New wooden satellite is part advertising, part student project

Artist's conception of the satellite in orbit.

Late last year, we were extremely skeptical of reports regarding a plan for wooden satellites that seemed confused about what could be gained from using the natural material. But a wooden satellite looks like it might get to orbit later this year, via a project we can fully endorse. It’s a bit of silly advertising by a plywood manufacturer that will ensure that a student project gets sent to space.
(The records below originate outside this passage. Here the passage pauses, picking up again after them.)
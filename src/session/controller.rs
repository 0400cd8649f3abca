//! Session controller
//!
//! Wires filter decisions and mirrored trades through the buy gate (trading
//! window, source health, daily budget) into the router, opens positions on
//! fills and drives their exits. Positions are serialized through their own
//! pending-sell state, so a position lock is never held across a submission.

use chrono::{DateTime, Utc};
use dashmap::{DashMap, DashSet};
use futures::future::join_all;
use solana_sdk::native_token::sol_to_lamports;
use solana_sdk::pubkey::Pubkey;
use std::sync::atomic::{AtomicBool, AtomicU64, Ordering};
use std::sync::{Arc, Mutex};
use std::time::{Duration, Instant};
use tracing::{debug, error, info, warn};

use crate::config::{Config, StageConfig};
use crate::error::{Error, Result};
use crate::filter::{Blacklist, ReviewGate, TokenCandidate, TokenFilter};
use crate::mirror::{CopyTradeMirror, MirrorAction, HOLDING_TTL_HOURS};
use crate::notify::{Alert, Notifier};
use crate::position::{
    ExitPolicy, ExitReason, ExitScheduler, Position, PositionBook, PositionHandle, PositionState,
    SellOrder, Wake, WakeKind,
};
use crate::session::budget::Budget;
use crate::session::window::{TimeWindow, WindowTransition, WindowWatch};
use crate::stream::events::{EngineEvent, MarketUpdate, SourceStatus, WalletTrade};
use crate::trading::{ExecutionRouter, IntentFactory, IntentMode, IntentOrigin, Side, VenueResult};

/// Base units per whole pump.fun token
pub const TOKEN_DECIMALS_FACTOR: f64 = 1_000_000.0;

/// Token base units bought for `lamports` at `price` SOL per token
pub fn estimate_tokens(lamports: u64, price: f64) -> u64 {
    if price <= 0.0 || !price.is_finite() {
        return 0;
    }
    (lamports as f64 / 1e9 / price * TOKEN_DECIMALS_FACTOR).floor() as u64
}

/// Counters for the session summary
#[derive(Debug, Default)]
pub struct SessionStats {
    pub candidates: AtomicU64,
    pub buys: AtomicU64,
    pub buy_failures: AtomicU64,
    pub gate_refusals: AtomicU64,
    pub sells: AtomicU64,
    pub sell_failures: AtomicU64,
}

#[derive(Debug, Clone, Copy, PartialEq, Eq)]
pub struct StatsSnapshot {
    pub candidates: u64,
    pub buys: u64,
    pub buy_failures: u64,
    pub gate_refusals: u64,
    pub sells: u64,
    pub sell_failures: u64,
}

impl SessionStats {
    pub fn snapshot(&self) -> StatsSnapshot {
        StatsSnapshot {
            candidates: self.candidates.load(Ordering::Relaxed),
            buys: self.buys.load(Ordering::Relaxed),
            buy_failures: self.buy_failures.load(Ordering::Relaxed),
            gate_refusals: self.gate_refusals.load(Ordering::Relaxed),
            sells: self.sells.load(Ordering::Relaxed),
            sell_failures: self.sell_failures.load(Ordering::Relaxed),
        }
    }
}

pub struct SessionController {
    filter: TokenFilter,
    blacklist: Blacklist,
    review: ReviewGate,
    mirror: CopyTradeMirror,
    router: Arc<ExecutionRouter>,
    intents: IntentFactory,
    budget: Arc<Budget>,
    window: Mutex<WindowWatch>,
    source_healthy: AtomicBool,
    /// Observation time of the last applied source status
    source_seen: Mutex<Option<DateTime<Utc>>>,
    book: PositionBook,
    scheduler: Arc<ExitScheduler>,
    policy: ExitPolicy,
    stages: Vec<StageConfig>,
    notifier: Arc<dyn Notifier>,
    buying: DashSet<Pubkey>,
    /// Last observed price per mint and when it was seen
    prices: DashMap<Pubkey, (f64, Instant)>,
    stats: SessionStats,
    threshold_buy: u64,
    threshold_sell: u64,
    buy_lamports: u64,
    inverse_buy_lamports: Option<u64>,
    young_token_age: Duration,
    young_token_cap: u64,
    staleness: chrono::Duration,
    price_ttl: Duration,
}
The project, based in Finland, is called the WISA WOODSAT, and it has taken a bit of an indirect route to orbit. The design is based on cubesat format called Kitsat, which is intended for student projects. If the goal is simply to expose students to what it takes to make a compact satellite (the design is a 10 cm/side cube), the satellite can be built using cheap, easy-to-obtain hardware. But it can also be made using space-rated materials and sent to orbit.

The WOODSAT started out as more of the former, with students around the country contributing different parts to a cubesat that was then taken aloft by a balloon. But now, with an opportunity to go to orbit, another version is getting an upgrade to survive the harsh environment.

That ride to orbit is being provided by the supplier of the wooden sides that give the satellite its name, with WISA being a supplier of plywood. The company is sponsoring the launch and, in turn, the sides of the satellite will be covered in its product. A boom with a camera will be extended once in orbit, allowing images of the wood to be sent back down from space. Ostensibly, this is to monitor the impact of the environment on WISA’s product, but even its mission manager, Jari Mäkinen, admits “The Wooden satellite with a selfie stick will surely bring laughter and goodwill.”

Still, there’s more to the satellite than its wooden walls. The plan is to use a communication technology that allows a simple, low-power receiver to pick up the WOODSAT’s signal, and it will broadcast on frequencies dedicated to amateur radio. The data it will provide comes from some simple centures and two different cameras. This will be part of the project’s educational mission.

Plans are to place the satellite in a polar orbit using a Rocketlab launch vehicle. The hope is to send it to space before the year’s over.

Are we going to learn anything interesting about wood from this? Almost certainly not. Still, you have to appreciate WISA for being willing to put up the money to send a student project to space.